Jerry L Mennenga
Since last March, COVID-19 has rearranged many facets of life, college, and student life. Campus tours have already been upended, dorms are the only mask-free zone, and debate in general about safety is common. As we hurdle towards the 2021-2022 school year, incoming students have seen new ways of placement in college. Students are no longer able to gather to take the ACTs and SATs, and that can affect where they end up in their classes in college. At Buena Vista University, the national ‘test-optional’ has been implemented.
BVU President Brian Lenzmeier was able to offer some insight on what going test optional may mean for incoming students. “This decision has not impacted admissions at this point because for the fall of 2021 we waived the ACT/SAT requirement,” he explained. “It does impact how we place students into Mathematics classes and English, like Written Communication Classes. In the past, those placements were based on ACT scores.” Rather than looking at those scores to fit students into a program, they will be tested or asked to write a paper to find where they belong. “The academic deans have been working with faculty to develop a rubric based on high school classes taken and high school grades in English, as well as student writing experiences to place students into English. Mathematics students will go into MATH075 and will be given a placement test on day one of classes to allow them to test out of that course.”
It seems graduating high school students may be skeptical to immediately go to college because of the health risks that come with being on campus during a pandemic. Lenzmeier was able to look at and share the application rates over the last three years. As of the week of April 5, there have been 1,690 applicants. That’s one less than the total for the 2019-2020, which gained 1,691 applicants, but 400 less than 2018-2019, which pulled in 2,036. However, in terms of acceptance, 1,117 students have been accepted this year, while only 940 students were accepted last year; the year prior, 1,163, not too far from this year. Lenzmeier says, “We are ahead over a year ago but even with accepted students two years ago.” When asked if he felt that test-optional would lead to an increase in acceptances, he said, “It appears our accepted student percentage is a little higher this year. However, we’ve also denied admission to more students this year .” Lenzmeier did add that GPAs sent in from high schools are not far off from previous years, adding, “The high school GPA of our applicants is running pretty consistent with a year ago, so I don’t think the pandemic has significantly altered the academic quality.” He elaborated, “High School GPA is the best predictor of academic success at BVU.”

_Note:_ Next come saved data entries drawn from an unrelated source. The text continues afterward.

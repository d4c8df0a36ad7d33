//! Shared application state and startup store probing.

use std::sync::Arc;

use crate::config::Config;
use crate::error::{Error, Result};
use crate::password::PasswordPolicy;
use crate::store::sqlite::SqliteStore;
use crate::store::CredentialStore;
use crate::telemetry::Metrics;

pub struct AppStateInner {
    /// `None` when the store could not be opened or pinged at startup.
    pub store: Option<CredentialStore>,
    pub password_policy: PasswordPolicy,
    pub metrics: Metrics,
}

pub type AppState = Arc<AppStateInner>;

impl AppStateInner {
    pub fn store(&self) -> Result<&CredentialStore> {
        self.store.as_ref().ok_or(Error::StoreUnavailable)
    }

    pub fn backend(&self) -> Option<&'static str> {
        self.store.as_ref().map(CredentialStore::backend)
    }

    pub fn increment_requests(&self) {
        let n = self.metrics.record_request();
        if n % 1000 == 0 {
            tracing::info!(count = n, "request volume");
        }
    }
}

struct StateBuilder {
    store: Option<CredentialStore>,
    password_policy: PasswordPolicy,
}

impl StateBuilder {
    fn build(self) -> AppState {
        Arc::new(AppStateInner {
            store: self.store,
            password_policy: self.password_policy,
            metrics: Metrics::new(),
        })
    }
}

/// Opens and pings the configured store once.
///
/// A failure is logged and leaves the service running without a handle,
/// unless `store_required` is set, in which case it is returned.
pub async fn build_state(config: &Config) -> Result<AppState> {
    let store = match probe_store(config).await {
        Ok(store) => {
            tracing::info!(
                backend = store.backend(),
                uri = %config.store.redacted_uri(),
                "connected to store"
            );
            Some(store)
        }
        Err(err) if config.store_required => {
            tracing::error!(error = %err, uri = %config.store.redacted_uri(), "store required but unreachable");
            return Err(err);
        }
        Err(err) => {
            tracing::error!(error = %err, uri = %config.store.redacted_uri(), "store connection failed, continuing degraded");
            crate::console::log_store_down(&config.store.redacted_uri(), &err.to_string());
            None
        }
    };

    Ok(StateBuilder {
        store,
        password_policy: config.password_policy,
    }
    .build())
}

async fn probe_store(config: &Config) -> Result<CredentialStore> {
    let store = CredentialStore::open(&config.store).await?;
    store.ping().await?;
    Ok(store)
}

pub fn build_test_state() -> Result<AppState> {
    Ok(StateBuilder {
        store: Some(CredentialStore::Sqlite(SqliteStore::open_in_memory()?)),
        password_policy: PasswordPolicy::Plaintext,
    }
    .build())
}

pub fn build_state_with(store: Option<CredentialStore>, password_policy: PasswordPolicy) -> AppState {
    StateBuilder { store, password_policy }.build()
}
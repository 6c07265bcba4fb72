use std::os::unix::fs::{FileTypeExt, MetadataExt, PermissionsExt};
use std::path::{Path, PathBuf};

use tokio::net::{UnixListener, UnixStream};
use tracing::{debug, info};

use crate::error::{Result, TransportError};

/// One listening end of a pipe, backed by a filesystem Unix domain socket.
///
/// The socket file is removed on drop, but only if the path still refers to
/// the socket this listener created.
pub struct UnixDomainSocket {
    listener: UnixListener,
    path: PathBuf,
    created_inode: (u64, u64),
}

impl UnixDomainSocket {
    /// Default permission mode for created socket paths.
    pub const DEFAULT_SOCKET_MODE: u32 = 0o600;
    /// Unix `sockaddr_un.sun_path` is 108 bytes on Linux, 104 on macOS and the BSDs.
    #[cfg(target_os = "linux")]
    const MAX_PATH_LEN: usize = 108;
    #[cfg(not(target_os = "linux"))]
    const MAX_PATH_LEN: usize = 104;

    /// Bind with [`Self::DEFAULT_SOCKET_MODE`].
    ///
    /// Must be called from within a Tokio runtime.
    pub fn bind(path: impl AsRef<Path>) -> Result<Self> {
        Self::bind_with_mode(path, Self::DEFAULT_SOCKET_MODE)
    }

    /// Bind and listen with an explicit permission mode.
    ///
    /// An existing socket file at `path` is treated as stale and replaced;
    /// any other existing file is an error.
    pub fn bind_with_mode(path: impl AsRef<Path>, mode: u32) -> Result<Self> {
        let path = path.as_ref().to_path_buf();
        let len = path.as_os_str().len();
        if len >= Self::MAX_PATH_LEN {
            return Err(TransportError::PathTooLong {
                path,
                len,
                max: Self::MAX_PATH_LEN,
            });
        }

        let bind_err = |source: std::io::Error| TransportError::Bind {
            path: path.clone(),
            source,
        };

        if let Ok(metadata) = std::fs::symlink_metadata(&path) {
            if !metadata.file_type().is_socket() {
                return Err(bind_err(std::io::Error::new(
                    std::io::ErrorKind::AlreadyExists,
                    "existing path is not a unix socket",
                )));
            }
            debug!(?path, "removing stale socket");
            std::fs::remove_file(&path).map_err(bind_err)?;
        }

        let listener = UnixListener::bind(&path).map_err(bind_err)?;
        std::fs::set_permissions(&path, std::fs::Permissions::from_mode(mode))
            .map_err(bind_err)?;
        let created = std::fs::symlink_metadata(&path).map_err(bind_err)?;

        info!(?path, "listening on unix domain socket");
        Ok(Self {
            listener,
            created_inode: (created.dev(), created.ino()),
            path,
        })
    }

    /// Wait for the next client on this socket.
    pub async fn accept(&self) -> Result<UnixStream> {
        let (stream, _addr) =
            self.listener
                .accept()
                .await
                .map_err(|source| TransportError::Accept {
                    path: self.path.clone(),
                    source,
                })?;
        debug!(path = ?self.path, "accepted connection");
        Ok(stream)
    }

    /// Connect to a listening socket.
    pub async fn connect(path: impl AsRef<Path>) -> Result<UnixStream> {
        let path = path.as_ref();
        let stream = UnixStream::connect(path)
            .await
            .map_err(|source| TransportError::Connect {
                path: path.to_path_buf(),
                source,
            })?;
        debug!(?path, "connected to unix domain socket");
        Ok(stream)
    }

    /// The path this socket is bound to.
    pub fn path(&self) -> &Path {
        &self.path
    }
}

impl Drop for UnixDomainSocket {
    fn drop(&mut self) {
        let Ok(metadata) = std::fs::symlink_metadata(&self.path) else {
            return;
        };
        let (dev, ino) = self.created_inode;
        if metadata.file_type().is_socket() && metadata.dev() == dev && metadata.ino() == ino {
            debug!(path = ?self.path, "cleaning up socket file");
            let _ = std::fs::remove_file(&self.path);
        } else {
            debug!(path = ?self.path, "socket path identity changed; skipping cleanup");
        }
    }
}
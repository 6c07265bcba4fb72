use std::fs;
use std::time::Duration;

use pipemux_protocol::{connect, ContentFeed, Request, APPLICATION_JSON_UTF8, CONTENT_TYPE};

use crate::cmd::SendArgs;
use crate::exit::{protocol_error, CliError, CliResult, FAILURE, SUCCESS, TIMEOUT, USAGE};
use crate::output::{print_response, OutputFormat};

const OCTET_STREAM: &str = "application/octet-stream";

/// Exits 0 for a 2xx response and 1 for any other status.
pub async fn run(args: SendArgs, format: OutputFormat) -> CliResult<i32> {
    let timeout = parse_duration(&args.timeout)?;
    let request = build_request(&args)?;

    let connection = tokio::time::timeout(timeout, connect(&args.base))
        .await
        .map_err(|_| CliError::new(TIMEOUT, format!("connect timed out after {}", args.timeout)))?
        .map_err(|err| protocol_error("connect failed", err))?;

    let response = connection
        .send_request_timeout(&request, timeout)
        .await
        .map_err(|err| protocol_error("request failed", err))?;
    tracing::debug!(
        status = response.status,
        feeds = response.feeds.len(),
        "response received"
    );
    print_response(&response, format);

    Ok(if response.is_success() { SUCCESS } else { FAILURE })
}

fn build_request(args: &SendArgs) -> CliResult<Request> {
    let mut request = Request::new(args.method.to_ascii_uppercase(), args.path.clone());
    for (name, value) in &args.headers {
        request.add_header(name.clone(), value.clone());
    }
    if let Some(feed) = resolve_body(args)? {
        request = request.with_feed(feed);
    }
    Ok(request)
}

fn resolve_body(args: &SendArgs) -> CliResult<Option<ContentFeed>> {
    if let Some(json) = &args.json {
        serde_json::from_str::<serde_json::Value>(json)
            .map_err(|err| CliError::new(USAGE, format!("--json is not valid JSON: {err}")))?;
        let feed = ContentFeed::new(json.clone().into_bytes())
            .with_header(CONTENT_TYPE, APPLICATION_JSON_UTF8);
        return Ok(Some(feed));
    }
    if let Some(data) = &args.data {
        return Ok(Some(ContentFeed::text(data.clone())));
    }
    if let Some(path) = &args.file {
        let body = fs::read(path).map_err(|err| {
            crate::exit::io_error(&format!("failed reading {}", path.display()), err)
        })?;
        return Ok(Some(ContentFeed::new(body).with_header(CONTENT_TYPE, OCTET_STREAM)));
    }
    Ok(None)
}

pub(crate) fn parse_duration(input: &str) -> CliResult<Duration> {
    let input = input.trim();
    if input.is_empty() {
        return Err(CliError::new(USAGE, "duration must not be empty"));
    }

    let (number, unit) = if let Some(num) = input.strip_suffix("ms") {
        (num, "ms")
    } else if let Some(num) = input.strip_suffix('s') {
        (num, "s")
    } else {
        (input, "s")
    };

    let value: u64 = number
        .parse()
        .map_err(|_| CliError::new(USAGE, format!("invalid duration value: {input}")))?;

    if value == 0 {
        return Err(CliError::new(USAGE, "duration must be greater than zero"));
    }

    match unit {
        "ms" => Ok(Duration::from_millis(value)),
        _ => Ok(Duration::from_secs(value)),
    }
}

#[cfg(test)]
mod tests {
    use std::path::PathBuf;

    use pipemux_protocol::TEXT_PLAIN_UTF8;

    use super::*;

    fn args() -> SendArgs {
        SendArgs {
            base: PathBuf::from("/tmp/app/bot"),
            method: "post".to_string(),
            path: "/x".to_string(),
            headers: vec![("X-Trace".to_string(), "7".to_string())],
            json: None,
            data: None,
            file: None,
            timeout: "5s".to_string(),
        }
    }

    #[test]
    fn build_request_uppercases_method_and_keeps_headers() {
        let mut args = args();
        args.data = Some("hello".to_string());
        let request = build_request(&args).unwrap();
        assert_eq!(request.method, "POST");
        assert_eq!(request.path, "/x");
        assert_eq!(request.headers.get("X-Trace").map(String::as_str), Some("7"));
        assert_eq!(request.feeds.len(), 1);
        assert_eq!(
            request.feeds[0].headers.get(CONTENT_TYPE).map(String::as_str),
            Some(TEXT_PLAIN_UTF8)
        );
    }

    #[test]
    fn json_body_is_validated_and_tagged() {
        let mut args = args();
        args.json = Some("{\"a\":1}".to_string());
        let request = build_request(&args).unwrap();
        assert_eq!(
            request.feeds[0].headers.get(CONTENT_TYPE).map(String::as_str),
            Some(APPLICATION_JSON_UTF8)
        );

        args.json = Some("{nope".to_string());
        assert_eq!(build_request(&args).unwrap_err().code, USAGE);
    }

    #[test]
    fn no_body_sends_no_feeds() {
        let request = build_request(&args()).unwrap();
        assert!(request.feeds.is_empty());
    }

    #[test]
    fn parse_duration_seconds_and_millis() {
        assert_eq!(parse_duration("2s").unwrap(), Duration::from_secs(2));
        assert_eq!(parse_duration("150ms").unwrap(), Duration::from_millis(150));
        assert_eq!(parse_duration("3").unwrap(), Duration::from_secs(3));
    }

    #[test]
    fn parse_duration_rejects_invalid_values() {
        assert!(parse_duration("0s").is_err());
        assert!(parse_duration("bad").is_err());
        assert!(parse_duration("").is_err());
    }
}
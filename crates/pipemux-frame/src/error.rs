/// Errors that can occur while reading or writing packets.
#[derive(Debug, thiserror::Error)]
pub enum FrameError {
    /// A packet header declares more content than the reader accepts.
    #[error("packet too large ({size} bytes, max {max})")]
    PacketTooLarge { size: usize, max: usize },

    /// A packet's content does not match the length in its header.
    #[error("packet length mismatch (header says {declared}, content has {actual})")]
    LengthMismatch { declared: usize, actual: usize },

    /// An I/O error occurred on the underlying stream.
    #[error("packet I/O error: {0}")]
    Io(#[from] std::io::Error),

    /// The stream ended or accepted zero bytes.
    #[error("connection closed")]
    ConnectionClosed,
}

pub type Result<T> = std::result::Result<T, FrameError>;
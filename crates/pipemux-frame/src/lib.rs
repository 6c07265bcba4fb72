//! Packet framing for pipemux.
//!
//! Every packet on the wire is a fixed 22-byte header, an optional type
//! header, then `length` content bytes:
//! - 1-byte payload type
//! - 16-byte request id (UUID, RFC 4122 byte order)
//! - 4-byte little-endian content length
//! - 1-byte end-of-payload flag
//!
//! Logical payloads of any size are shredded into packets of at most
//! [`MAX_PACKET_SIZE`] content bytes; the receiver reassembles them by
//! request id.

pub mod error;
pub mod header;
pub mod payload;
pub mod protocol_type;
pub mod reader;
pub mod writer;

pub use error::{FrameError, Result};
pub use header::{PacketConfig, PacketHeader, DEFAULT_MAX_PACKET_LENGTH, HEADER_SIZE};
pub use payload::{to_packets, Packet, Payload, MAX_PACKET_SIZE};
pub use protocol_type::{protocol_type_name, type_header_length, ProtocolType};
pub use reader::PacketReader;
pub use writer::PacketWriter;
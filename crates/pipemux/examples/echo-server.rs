//! Minimal echo server. Accepts one client and echoes request bodies back.
//!
//! Run with:
//!   cargo run --example echo-server
//!
//! In another terminal (use the base printed by the server):
//!   cargo run --features cli -- send <BASE> --path /echo --data hello

use std::fs;

use pipemux::protocol::{handler_fn, Connection, PipeAcceptor, ReceiveRequest, Response};

#[tokio::main]
async fn main() -> Result<(), Box<dyn std::error::Error>> {
    let dir = std::env::temp_dir().join(format!("pipemux-echo-{}", std::process::id()));
    fs::create_dir_all(&dir)?;
    let base = dir.join("echo");

    let server = Connection::builder()
        .source(PipeAcceptor::bind(&base)?)
        .handler(handler_fn(|request: ReceiveRequest| async move {
            let body = request.body_as_string().unwrap_or_default();
            eprintln!("{} {} ({} bytes)", request.method, request.path, body.len());
            Some(Response::ok().with_body(body))
        }))
        .build();
    eprintln!("Listening on {}", base.display());

    // Serve one client until it disconnects.
    let mut events = server.subscribe();
    server.connect().await?;
    eprintln!("Client connected");
    let event = events.recv().await?;
    eprintln!("Client disconnected: {:?}", event.reason);

    drop(server);
    let _ = fs::remove_dir_all(&dir);
    Ok(())
}
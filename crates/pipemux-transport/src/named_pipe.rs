use std::path::PathBuf;
use std::time::Duration;

use tokio::net::windows::named_pipe::{ClientOptions, NamedPipeClient, NamedPipeServer, ServerOptions};
use tracing::{debug, info};

use crate::error::{Result, TransportError};

/// `ERROR_PIPE_BUSY`: every server instance is taken.
const ERROR_PIPE_BUSY: i32 = 231;
const BUSY_RETRY_DELAY: Duration = Duration::from_millis(50);

/// One listening end of a pipe, backed by a Windows named pipe.
///
/// Always holds one unconnected server instance so clients never observe a
/// missing pipe between accepts.
pub struct NamedPipeListener {
    name: String,
    pending: NamedPipeServer,
}

impl NamedPipeListener {
    /// Create the first instance of `name` (`\\.\pipe\...`).
    pub fn bind(name: impl Into<String>) -> Result<Self> {
        let name = name.into();
        let pending = ServerOptions::new()
            .first_pipe_instance(true)
            .create(&name)
            .map_err(|source| TransportError::Bind {
                path: PathBuf::from(&name),
                source,
            })?;
        info!(%name, "listening on named pipe");
        Ok(Self { name, pending })
    }

    /// Wait for a client on the pending instance and hand it out.
    pub async fn accept(&mut self) -> Result<NamedPipeServer> {
        self.pending
            .connect()
            .await
            .map_err(|source| TransportError::Accept {
                path: PathBuf::from(&self.name),
                source,
            })?;
        let next = ServerOptions::new()
            .create(&self.name)
            .map_err(|source| TransportError::Bind {
                path: PathBuf::from(&self.name),
                source,
            })?;
        debug!(name = %self.name, "accepted named pipe client");
        Ok(std::mem::replace(&mut self.pending, next))
    }

    /// Open the client end, waiting while all instances are busy.
    pub async fn connect(name: &str) -> Result<NamedPipeClient> {
        loop {
            match ClientOptions::new().open(name) {
                Ok(client) => {
                    debug!(%name, "connected to named pipe");
                    return Ok(client);
                }
                Err(err) if err.raw_os_error() == Some(ERROR_PIPE_BUSY) => {
                    tokio::time::sleep(BUSY_RETRY_DELAY).await;
                }
                Err(source) => {
                    return Err(TransportError::Connect {
                        path: PathBuf::from(name),
                        source,
                    })
                }
            }
        }
    }

    /// The pipe name this listener serves.
    pub fn name(&self) -> &str {
        &self.name
    }
}
//! Incremental reassembly of inbound messages.
//!
//! A builder consumes one payload per call and moves through
//! `AwaitingHeader -> AwaitingFeeds -> Complete`. Feed slots are keyed by
//! feed id; the message completes when every declared slot is filled.

use std::collections::{BTreeMap, BTreeSet};

use pipemux_frame::{Payload, ProtocolType};
use serde::de::DeserializeOwned;

use crate::error::{ProtocolError, Result};
use crate::headers::{ContentDirection, ContentHeader, RequestHeader, ResponseHeader};
use crate::message::{ReceiveRequest, ReceiveResponse, ReceivedFeed};
use crate::serializer::MAX_CONTENT_FEEDS;

/// A header record that opens an exchange.
pub trait MessageHeader: DeserializeOwned {
    /// Payload type that carries this header.
    const KIND: ProtocolType;
    /// Direction every feed of this message must declare.
    const DIRECTION: ContentDirection;
    /// The reassembled message.
    type Message;

    fn feed_count(&self) -> u32;
    fn finish(self, feeds: Vec<ReceivedFeed>) -> Self::Message;
}

impl MessageHeader for RequestHeader {
    const KIND: ProtocolType = ProtocolType::Request;
    const DIRECTION: ContentDirection = ContentDirection::Request;
    type Message = ReceiveRequest;

    fn feed_count(&self) -> u32 {
        self.content_feed_count
    }

    fn finish(self, feeds: Vec<ReceivedFeed>) -> ReceiveRequest {
        ReceiveRequest {
            method: self.method,
            path: self.path,
            headers: self.headers,
            feeds,
        }
    }
}

impl MessageHeader for ResponseHeader {
    const KIND: ProtocolType = ProtocolType::Response;
    const DIRECTION: ContentDirection = ContentDirection::Response;
    type Message = ReceiveResponse;

    fn feed_count(&self) -> u32 {
        self.content_feed_count
    }

    fn finish(self, feeds: Vec<ReceivedFeed>) -> ReceiveResponse {
        ReceiveResponse {
            status: self.status_code,
            headers: self.headers,
            feeds,
        }
    }
}

pub type ReceiveRequestBuilder = MessageBuilder<RequestHeader>;
pub type ReceiveResponseBuilder = MessageBuilder<ResponseHeader>;

enum BuildState<H> {
    AwaitingHeader,
    AwaitingFeeds { header: H, slots: FeedSlots },
    Complete,
}

/// Reassembles one request or response from its payloads.
pub struct MessageBuilder<H> {
    state: BuildState<H>,
}

impl<H: MessageHeader> MessageBuilder<H> {
    pub fn new() -> Self {
        Self {
            state: BuildState::AwaitingHeader,
        }
    }

    /// Feed the next payload of the exchange.
    ///
    /// Returns the message once the header and every declared feed have
    /// arrived. Any error leaves the builder complete; further payloads are
    /// violations.
    pub fn push(&mut self, payload: Payload) -> Result<Option<H::Message>> {
        match std::mem::replace(&mut self.state, BuildState::Complete) {
            BuildState::AwaitingHeader => {
                expect_kind(&payload, H::KIND)?;
                let header: H = serde_json::from_slice(&payload.content)?;
                let slots = FeedSlots::new(header.feed_count())?;
                self.advance(header, slots)
            }
            BuildState::AwaitingFeeds { header, mut slots } => {
                slots.accept(payload, H::DIRECTION)?;
                self.advance(header, slots)
            }
            BuildState::Complete => Err(ProtocolError::Violation(format!(
                "{} payload after the message completed",
                kind_name(&payload)
            ))),
        }
    }

    pub fn is_complete(&self) -> bool {
        matches!(self.state, BuildState::Complete)
    }

    fn advance(&mut self, header: H, slots: FeedSlots) -> Result<Option<H::Message>> {
        if slots.is_complete() {
            return Ok(Some(header.finish(slots.into_feeds())));
        }
        self.state = BuildState::AwaitingFeeds { header, slots };
        Ok(None)
    }
}

impl<H: MessageHeader> Default for MessageBuilder<H> {
    fn default() -> Self {
        Self::new()
    }
}

struct FeedSlots {
    remaining: BTreeSet<u8>,
    announced: Option<ContentHeader>,
    filled: BTreeMap<u8, ReceivedFeed>,
}

impl FeedSlots {
    fn new(count: u32) -> Result<Self> {
        let count = count as usize;
        if count > MAX_CONTENT_FEEDS {
            return Err(ProtocolError::Violation(format!(
                "header declares {count} content feeds (max {MAX_CONTENT_FEEDS})"
            )));
        }
        Ok(Self {
            remaining: (0..=u8::MAX).take(count).collect(),
            announced: None,
            filled: BTreeMap::new(),
        })
    }

    fn accept(&mut self, payload: Payload, direction: ContentDirection) -> Result<()> {
        match payload.protocol_type() {
            Ok(ProtocolType::ContentHeader) => {
                if self.announced.is_some() {
                    return Err(ProtocolError::Violation(
                        "content header while a feed is still pending".into(),
                    ));
                }
                let header: ContentHeader = serde_json::from_slice(&payload.content)?;
                if header.direction != direction {
                    return Err(ProtocolError::Violation(format!(
                        "feed {} declares direction {:?}, expected {direction:?}",
                        header.id, header.direction
                    )));
                }
                if !self.remaining.contains(&header.id) {
                    return Err(ProtocolError::Violation(format!(
                        "feed id {} is out of range or already filled",
                        header.id
                    )));
                }
                self.announced = Some(header);
                Ok(())
            }
            Ok(ProtocolType::Content) => {
                let Some(header) = self.announced.take() else {
                    return Err(ProtocolError::Violation(
                        "content without a preceding content header".into(),
                    ));
                };
                if payload.type_header.is_some_and(|id| id != header.id) {
                    return Err(ProtocolError::Violation(format!(
                        "content for feed {:?} follows header for feed {}",
                        payload.type_header, header.id
                    )));
                }
                self.remaining.remove(&header.id);
                self.filled.insert(
                    header.id,
                    ReceivedFeed {
                        id: header.id,
                        headers: header.headers,
                        content: payload.content,
                    },
                );
                Ok(())
            }
            Ok(kind @ (ProtocolType::ContentStream | ProtocolType::Cancel)) => {
                Err(ProtocolError::Unsupported(kind))
            }
            Ok(kind) => Err(ProtocolError::Violation(format!(
                "{} payload while awaiting content feeds",
                kind.name()
            ))),
            Err(tag) => Err(ProtocolError::Violation(format!(
                "unknown payload type {tag}"
            ))),
        }
    }

    fn is_complete(&self) -> bool {
        self.remaining.is_empty() && self.announced.is_none()
    }

    fn into_feeds(self) -> Vec<ReceivedFeed> {
        self.filled.into_values().collect()
    }
}

fn expect_kind(payload: &Payload, expected: ProtocolType) -> Result<()> {
    match payload.protocol_type() {
        Ok(kind) if kind == expected => Ok(()),
        Ok(kind @ (ProtocolType::ContentStream | ProtocolType::Cancel)) => {
            Err(ProtocolError::Unsupported(kind))
        }
        Ok(kind) => Err(ProtocolError::Violation(format!(
            "expected {} payload, got {}",
            expected.name(),
            kind.name()
        ))),
        Err(tag) => Err(ProtocolError::Violation(format!(
            "unknown payload type {tag}"
        ))),
    }
}

fn kind_name(payload: &Payload) -> &'static str {
    pipemux_frame::protocol_type_name(payload.payload_type)
}

#[cfg(test)]
mod tests {
    use bytes::Bytes;
    use uuid::Uuid;

    use super::*;
    use crate::message::{ContentFeed, Request, Response};
    use crate::serializer::{request_payloads, response_payloads};

    fn build_request(payloads: Vec<Payload>) -> Result<Option<ReceiveRequest>> {
        let mut builder = ReceiveRequestBuilder::new();
        let mut result = None;
        for payload in payloads {
            result = builder.push(payload)?;
        }
        Ok(result)
    }

    #[test]
    fn request_without_feeds_completes_on_header() {
        let payloads = request_payloads(Uuid::new_v4(), &Request::get("/status")).unwrap();
        let mut builder = ReceiveRequestBuilder::new();
        let request = builder.push(payloads[0].clone()).unwrap().unwrap();
        assert_eq!(request.method, "GET");
        assert_eq!(request.path, "/status");
        assert!(request.feeds.is_empty());
        assert!(builder.is_complete());
    }

    #[test]
    fn request_with_feeds_completes_after_last_content() {
        let request = Request::post("/x")
            .with_header("X-Trace", "1")
            .with_feed(ContentFeed::text("hello"))
            .with_feed(ContentFeed::new(&b"\x00\x01"[..]));
        let payloads = request_payloads(Uuid::new_v4(), &request).unwrap();
        let last = payloads.len() - 1;

        let mut builder = ReceiveRequestBuilder::new();
        for (index, payload) in payloads.into_iter().enumerate() {
            let done = builder.push(payload).unwrap();
            assert_eq!(done.is_some(), index == last, "payload {index}");
            if let Some(received) = done {
                assert_eq!(received.headers.get("X-Trace").map(String::as_str), Some("1"));
                assert_eq!(received.feeds.len(), 2);
                assert_eq!(received.body_as_string().unwrap(), "hello");
                assert_eq!(received.feeds[1].content, Bytes::from_static(b"\x00\x01"));
            }
        }
    }

    #[test]
    fn response_builder_reads_status_and_body() {
        let payloads =
            response_payloads(Uuid::new_v4(), &Response::ok().with_body("world")).unwrap();
        let mut builder = ReceiveResponseBuilder::new();
        let mut response = None;
        for payload in payloads {
            response = builder.push(payload).unwrap();
        }
        let response = response.unwrap();
        assert_eq!(response.status, 200);
        assert_eq!(response.body_as_string().unwrap(), "world");
    }

    #[test]
    fn content_before_its_header_is_a_violation() {
        let mut payloads =
            request_payloads(Uuid::new_v4(), &Request::post("/x").with_body("a")).unwrap();
        payloads.swap(1, 2);
        let err = build_request(payloads).unwrap_err();
        assert!(matches!(err, ProtocolError::Violation(_)));
    }

    #[test]
    fn out_of_range_feed_id_is_a_violation() {
        let id = Uuid::new_v4();
        let mut payloads = request_payloads(id, &Request::post("/x").with_body("a")).unwrap();
        let header = ContentHeader {
            id: 5,
            headers: Default::default(),
            direction: ContentDirection::Request,
        };
        payloads[1] = Payload::new(
            ProtocolType::ContentHeader,
            id,
            serde_json::to_vec(&header).unwrap(),
        );
        let err = build_request(payloads).unwrap_err();
        assert!(matches!(err, ProtocolError::Violation(_)));
    }

    #[test]
    fn wrong_direction_is_a_violation() {
        let id = Uuid::new_v4();
        let mut payloads = request_payloads(id, &Request::post("/x").with_body("a")).unwrap();
        let foreign = response_payloads(id, &Response::ok().with_body("a")).unwrap();
        payloads[1] = foreign[1].clone();
        let err = build_request(payloads).unwrap_err();
        assert!(matches!(err, ProtocolError::Violation(_)));
    }

    #[test]
    fn content_stream_is_unsupported() {
        let id = Uuid::new_v4();
        let mut payloads = request_payloads(id, &Request::post("/x").with_body("a")).unwrap();
        payloads[1] = Payload::new(ProtocolType::ContentStream, id, Bytes::new());
        let err = build_request(payloads).unwrap_err();
        assert!(matches!(
            err,
            ProtocolError::Unsupported(ProtocolType::ContentStream)
        ));
    }

    #[test]
    fn unknown_type_tag_is_a_violation() {
        let id = Uuid::new_v4();
        let mut payloads = request_payloads(id, &Request::post("/x").with_body("a")).unwrap();
        payloads[1].payload_type = 99;
        let err = build_request(payloads).unwrap_err();
        assert!(matches!(err, ProtocolError::Violation(msg) if msg.contains("99")));
    }

    #[test]
    fn response_payload_cannot_open_a_request() {
        let payloads = response_payloads(Uuid::new_v4(), &Response::not_found()).unwrap();
        let err = build_request(payloads).unwrap_err();
        assert!(matches!(err, ProtocolError::Violation(_)));
    }

    #[test]
    fn payload_after_completion_is_a_violation() {
        let id = Uuid::new_v4();
        let payloads = request_payloads(id, &Request::get("/")).unwrap();
        let mut builder = ReceiveRequestBuilder::new();
        builder.push(payloads[0].clone()).unwrap();
        let err = builder.push(payloads[0].clone()).unwrap_err();
        assert!(matches!(err, ProtocolError::Violation(_)));
    }

    #[test]
    fn oversized_feed_count_is_a_violation() {
        let header = RequestHeader {
            method: "POST".into(),
            path: "/".into(),
            headers: Default::default(),
            content_feed_count: 1000,
        };
        let payload = Payload::new(
            ProtocolType::Request,
            Uuid::new_v4(),
            serde_json::to_vec(&header).unwrap(),
        );
        let err = ReceiveRequestBuilder::new().push(payload).unwrap_err();
        assert!(matches!(err, ProtocolError::Violation(_)));
    }
}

When asked if the pandemic has made getting into college easier or harder, Lenzmeier said, “Last fall, enrollment across the country was down 10 to 15%. We were up 2.5% overall. I don’t think the pandemic has affected BVU as much as some other schools.” He does believe, however, that larger schools have been more heavily affected. ”I think elite schools where test scores have historically been weighed much more heavily have made it harder to get into college because more and more students are applying for admission to those elite schools.”
President Lenzmeier also said that, if anything, the pandemic has scared more students not because of health reasons, but additional financial burden. Students are not able to meet one on one with their high school counselors because of the pandemic to work on the FAFSA. “Where we are seeing challenges for students in attending college — admissions decisions are not impacted by this — is completion of the FAFSA financial aid application.” Instead, BVU has implemented support to meet with students and parents to work on the FAFSA. “We are working with students and families to help them get this paperwork done, but the pandemic and uncertainty of finances is likely having a bigger impact than admissions standards.”
There has been fear that since some students are exempt from their grades being closely examined, poorly performing students will look as good as more elite students. When asked if he thought only the elite students were being affected, he implied that this was not the case at BVU. “It probably affects elite colleges, Ivy League, more than most colleges in the Midwest.” It seems BV has provided this incoming class with a great many tools and options to prepare for the year. As the pandemic begins to meet its end, it might be believable that there will not be another year so intricate for BVU admissions and financial aid ever again.